**Activity:** With the first line below as the start and the line containing "use serde_json::json;" as the end, copy every line between them exactly, ends included.

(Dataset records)
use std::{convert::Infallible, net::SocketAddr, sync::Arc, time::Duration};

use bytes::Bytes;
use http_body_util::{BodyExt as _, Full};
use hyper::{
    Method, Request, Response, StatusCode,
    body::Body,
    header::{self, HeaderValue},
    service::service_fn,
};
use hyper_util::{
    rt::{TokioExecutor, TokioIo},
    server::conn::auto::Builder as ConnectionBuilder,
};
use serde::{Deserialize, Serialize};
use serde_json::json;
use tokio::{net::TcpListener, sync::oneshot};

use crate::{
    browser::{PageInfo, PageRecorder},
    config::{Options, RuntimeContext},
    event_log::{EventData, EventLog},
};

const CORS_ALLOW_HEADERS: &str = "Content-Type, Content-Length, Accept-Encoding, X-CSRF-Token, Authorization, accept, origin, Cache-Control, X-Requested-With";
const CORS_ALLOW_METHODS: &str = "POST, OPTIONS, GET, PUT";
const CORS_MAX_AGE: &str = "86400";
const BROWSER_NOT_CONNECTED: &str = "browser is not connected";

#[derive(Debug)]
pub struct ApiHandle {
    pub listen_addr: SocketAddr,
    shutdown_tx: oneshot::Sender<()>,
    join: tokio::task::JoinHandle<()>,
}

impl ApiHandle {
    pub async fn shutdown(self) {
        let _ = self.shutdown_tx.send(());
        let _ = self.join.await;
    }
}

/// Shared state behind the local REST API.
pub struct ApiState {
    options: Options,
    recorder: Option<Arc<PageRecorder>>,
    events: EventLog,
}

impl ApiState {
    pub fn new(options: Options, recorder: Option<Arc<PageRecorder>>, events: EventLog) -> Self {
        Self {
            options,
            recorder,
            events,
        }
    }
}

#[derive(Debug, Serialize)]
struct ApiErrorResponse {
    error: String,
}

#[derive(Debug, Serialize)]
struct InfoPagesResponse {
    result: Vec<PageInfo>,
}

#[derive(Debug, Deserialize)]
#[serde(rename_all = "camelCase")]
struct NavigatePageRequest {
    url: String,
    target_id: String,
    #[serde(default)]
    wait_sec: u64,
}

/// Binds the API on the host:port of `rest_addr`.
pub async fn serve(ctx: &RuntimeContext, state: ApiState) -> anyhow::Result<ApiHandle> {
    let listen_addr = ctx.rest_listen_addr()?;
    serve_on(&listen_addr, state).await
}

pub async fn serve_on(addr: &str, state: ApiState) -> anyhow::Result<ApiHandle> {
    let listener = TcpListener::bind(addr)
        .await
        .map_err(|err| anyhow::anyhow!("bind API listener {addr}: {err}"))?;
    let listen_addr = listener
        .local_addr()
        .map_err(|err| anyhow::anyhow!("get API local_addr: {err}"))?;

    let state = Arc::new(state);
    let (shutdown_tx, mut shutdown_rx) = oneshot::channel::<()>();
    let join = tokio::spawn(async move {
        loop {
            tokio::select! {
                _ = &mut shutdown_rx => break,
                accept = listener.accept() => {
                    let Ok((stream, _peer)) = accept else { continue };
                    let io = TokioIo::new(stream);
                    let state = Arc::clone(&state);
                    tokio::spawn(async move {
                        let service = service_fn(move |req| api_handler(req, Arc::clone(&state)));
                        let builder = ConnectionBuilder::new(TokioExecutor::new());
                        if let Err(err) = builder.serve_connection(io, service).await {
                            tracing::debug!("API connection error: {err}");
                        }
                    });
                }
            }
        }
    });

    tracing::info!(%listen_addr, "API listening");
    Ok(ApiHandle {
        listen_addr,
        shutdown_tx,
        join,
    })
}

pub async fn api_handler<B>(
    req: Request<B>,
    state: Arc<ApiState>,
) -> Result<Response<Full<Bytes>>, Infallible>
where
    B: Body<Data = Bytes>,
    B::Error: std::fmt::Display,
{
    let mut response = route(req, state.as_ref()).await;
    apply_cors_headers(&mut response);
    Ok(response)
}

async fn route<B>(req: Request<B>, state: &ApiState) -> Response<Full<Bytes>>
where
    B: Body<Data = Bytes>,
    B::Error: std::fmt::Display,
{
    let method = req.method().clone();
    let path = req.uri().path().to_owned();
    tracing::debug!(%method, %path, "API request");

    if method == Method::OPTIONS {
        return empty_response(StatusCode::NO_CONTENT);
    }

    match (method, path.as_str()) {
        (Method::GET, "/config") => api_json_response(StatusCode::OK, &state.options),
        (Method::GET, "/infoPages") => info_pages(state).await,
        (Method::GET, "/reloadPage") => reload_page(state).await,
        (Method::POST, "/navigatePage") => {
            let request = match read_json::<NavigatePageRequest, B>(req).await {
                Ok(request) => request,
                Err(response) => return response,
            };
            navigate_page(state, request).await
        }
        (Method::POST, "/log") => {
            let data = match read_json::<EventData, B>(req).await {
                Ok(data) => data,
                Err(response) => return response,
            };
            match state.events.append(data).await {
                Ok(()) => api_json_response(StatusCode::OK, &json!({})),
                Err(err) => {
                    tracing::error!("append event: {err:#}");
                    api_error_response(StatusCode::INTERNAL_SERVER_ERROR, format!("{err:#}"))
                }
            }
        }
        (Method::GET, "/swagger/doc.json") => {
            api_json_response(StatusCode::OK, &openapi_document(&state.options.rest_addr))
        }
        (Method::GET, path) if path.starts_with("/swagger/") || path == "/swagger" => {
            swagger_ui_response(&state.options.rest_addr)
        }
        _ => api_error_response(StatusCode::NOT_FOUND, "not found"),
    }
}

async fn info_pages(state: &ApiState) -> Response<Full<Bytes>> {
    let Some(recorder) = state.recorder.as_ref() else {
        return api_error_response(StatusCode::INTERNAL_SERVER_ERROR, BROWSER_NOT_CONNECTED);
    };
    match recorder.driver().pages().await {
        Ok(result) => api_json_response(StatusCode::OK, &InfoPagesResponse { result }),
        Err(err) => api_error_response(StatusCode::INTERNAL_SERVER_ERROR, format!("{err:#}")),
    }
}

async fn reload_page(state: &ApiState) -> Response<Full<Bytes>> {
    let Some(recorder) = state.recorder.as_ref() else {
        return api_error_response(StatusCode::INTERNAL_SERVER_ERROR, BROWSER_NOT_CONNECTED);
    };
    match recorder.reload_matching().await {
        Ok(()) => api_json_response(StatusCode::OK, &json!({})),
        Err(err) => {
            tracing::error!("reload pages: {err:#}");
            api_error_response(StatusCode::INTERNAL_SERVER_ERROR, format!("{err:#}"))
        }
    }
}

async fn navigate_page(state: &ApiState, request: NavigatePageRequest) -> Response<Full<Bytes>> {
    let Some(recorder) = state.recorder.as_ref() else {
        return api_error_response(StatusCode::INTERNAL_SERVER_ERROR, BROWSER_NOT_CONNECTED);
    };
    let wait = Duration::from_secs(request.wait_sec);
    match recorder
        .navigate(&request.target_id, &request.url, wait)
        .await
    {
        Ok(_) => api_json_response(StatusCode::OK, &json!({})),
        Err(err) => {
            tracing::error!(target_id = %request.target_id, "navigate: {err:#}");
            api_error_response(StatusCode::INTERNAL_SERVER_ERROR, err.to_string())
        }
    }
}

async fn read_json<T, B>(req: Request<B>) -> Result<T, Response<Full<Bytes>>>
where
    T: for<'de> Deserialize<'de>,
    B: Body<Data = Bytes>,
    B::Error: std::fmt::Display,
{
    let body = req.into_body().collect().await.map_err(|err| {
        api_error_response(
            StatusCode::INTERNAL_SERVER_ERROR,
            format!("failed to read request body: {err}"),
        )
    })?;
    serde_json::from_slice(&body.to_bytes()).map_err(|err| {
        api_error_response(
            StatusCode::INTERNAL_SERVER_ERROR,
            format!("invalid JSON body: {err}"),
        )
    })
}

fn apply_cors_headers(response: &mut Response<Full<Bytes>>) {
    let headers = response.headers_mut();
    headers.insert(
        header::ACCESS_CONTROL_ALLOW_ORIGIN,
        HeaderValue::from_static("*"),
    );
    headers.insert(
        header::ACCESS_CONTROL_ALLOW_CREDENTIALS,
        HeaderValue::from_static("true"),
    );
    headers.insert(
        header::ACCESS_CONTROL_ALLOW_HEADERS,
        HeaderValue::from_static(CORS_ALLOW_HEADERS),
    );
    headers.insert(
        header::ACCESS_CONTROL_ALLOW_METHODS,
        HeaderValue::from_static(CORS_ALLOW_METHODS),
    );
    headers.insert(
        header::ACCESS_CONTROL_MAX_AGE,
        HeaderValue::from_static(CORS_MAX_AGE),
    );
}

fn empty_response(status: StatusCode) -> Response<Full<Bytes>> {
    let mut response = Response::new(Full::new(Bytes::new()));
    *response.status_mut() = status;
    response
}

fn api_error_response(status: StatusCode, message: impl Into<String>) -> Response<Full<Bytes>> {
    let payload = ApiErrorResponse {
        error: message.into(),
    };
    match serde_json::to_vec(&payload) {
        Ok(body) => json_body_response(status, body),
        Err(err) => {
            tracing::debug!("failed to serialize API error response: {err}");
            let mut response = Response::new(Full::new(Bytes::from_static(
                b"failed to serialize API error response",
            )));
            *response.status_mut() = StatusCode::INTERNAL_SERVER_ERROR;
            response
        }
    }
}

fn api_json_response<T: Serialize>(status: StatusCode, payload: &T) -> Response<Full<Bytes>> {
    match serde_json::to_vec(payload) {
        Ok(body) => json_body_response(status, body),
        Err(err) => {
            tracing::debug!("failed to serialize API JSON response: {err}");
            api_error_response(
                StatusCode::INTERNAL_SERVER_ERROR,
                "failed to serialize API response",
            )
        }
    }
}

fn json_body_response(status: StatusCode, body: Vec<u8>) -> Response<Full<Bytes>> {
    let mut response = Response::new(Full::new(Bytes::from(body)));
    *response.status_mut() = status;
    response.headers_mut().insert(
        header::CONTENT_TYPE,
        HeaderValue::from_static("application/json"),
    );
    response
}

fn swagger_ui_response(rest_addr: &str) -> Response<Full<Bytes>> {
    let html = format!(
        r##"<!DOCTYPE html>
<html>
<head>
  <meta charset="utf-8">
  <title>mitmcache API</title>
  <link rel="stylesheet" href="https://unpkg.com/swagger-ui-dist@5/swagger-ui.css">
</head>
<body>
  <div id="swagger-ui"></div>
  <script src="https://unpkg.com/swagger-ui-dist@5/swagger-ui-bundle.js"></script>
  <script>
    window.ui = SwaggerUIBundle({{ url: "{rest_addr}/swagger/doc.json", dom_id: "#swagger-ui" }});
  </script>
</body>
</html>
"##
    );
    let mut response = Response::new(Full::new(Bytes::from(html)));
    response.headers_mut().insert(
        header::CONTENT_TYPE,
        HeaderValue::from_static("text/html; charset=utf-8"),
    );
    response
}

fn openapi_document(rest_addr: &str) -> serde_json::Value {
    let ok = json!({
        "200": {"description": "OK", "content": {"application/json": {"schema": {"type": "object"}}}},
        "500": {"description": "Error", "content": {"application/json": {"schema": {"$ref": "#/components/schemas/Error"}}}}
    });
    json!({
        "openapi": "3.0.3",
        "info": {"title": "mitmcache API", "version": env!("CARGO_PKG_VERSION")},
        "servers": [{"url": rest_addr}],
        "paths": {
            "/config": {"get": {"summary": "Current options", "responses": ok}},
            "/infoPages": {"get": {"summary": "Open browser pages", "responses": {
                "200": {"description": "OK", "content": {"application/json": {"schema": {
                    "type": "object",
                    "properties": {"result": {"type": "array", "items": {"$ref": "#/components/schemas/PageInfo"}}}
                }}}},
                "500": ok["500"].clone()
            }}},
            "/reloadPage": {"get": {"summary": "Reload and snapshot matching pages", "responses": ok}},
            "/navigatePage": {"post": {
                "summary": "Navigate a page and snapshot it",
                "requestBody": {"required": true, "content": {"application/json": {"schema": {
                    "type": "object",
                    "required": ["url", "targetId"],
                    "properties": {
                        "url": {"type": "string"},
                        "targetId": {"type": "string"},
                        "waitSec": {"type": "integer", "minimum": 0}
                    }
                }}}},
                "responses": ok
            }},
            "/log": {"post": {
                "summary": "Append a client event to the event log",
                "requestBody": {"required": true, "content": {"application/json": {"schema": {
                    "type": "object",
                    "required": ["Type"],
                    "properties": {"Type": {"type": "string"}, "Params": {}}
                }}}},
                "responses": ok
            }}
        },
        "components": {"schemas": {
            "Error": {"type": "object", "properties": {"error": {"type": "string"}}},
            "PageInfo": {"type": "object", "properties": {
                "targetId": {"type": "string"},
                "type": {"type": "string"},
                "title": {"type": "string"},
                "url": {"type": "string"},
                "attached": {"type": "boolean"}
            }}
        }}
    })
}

**Output below:**
use std::{convert::Infallible, net::SocketAddr, sync::Arc, time::Duration};

use bytes::Bytes;
use http_body_util::{BodyExt as _, Full};
use hyper::{
    Method, Request, Response, StatusCode,
    body::Body,
    header::{self, HeaderValue},
    service::service_fn,
};
use hyper_util::{
    rt::{TokioExecutor, TokioIo},
    server::conn::auto::Builder as ConnectionBuilder,
};
use serde::{Deserialize, Serialize};
use serde_json::json;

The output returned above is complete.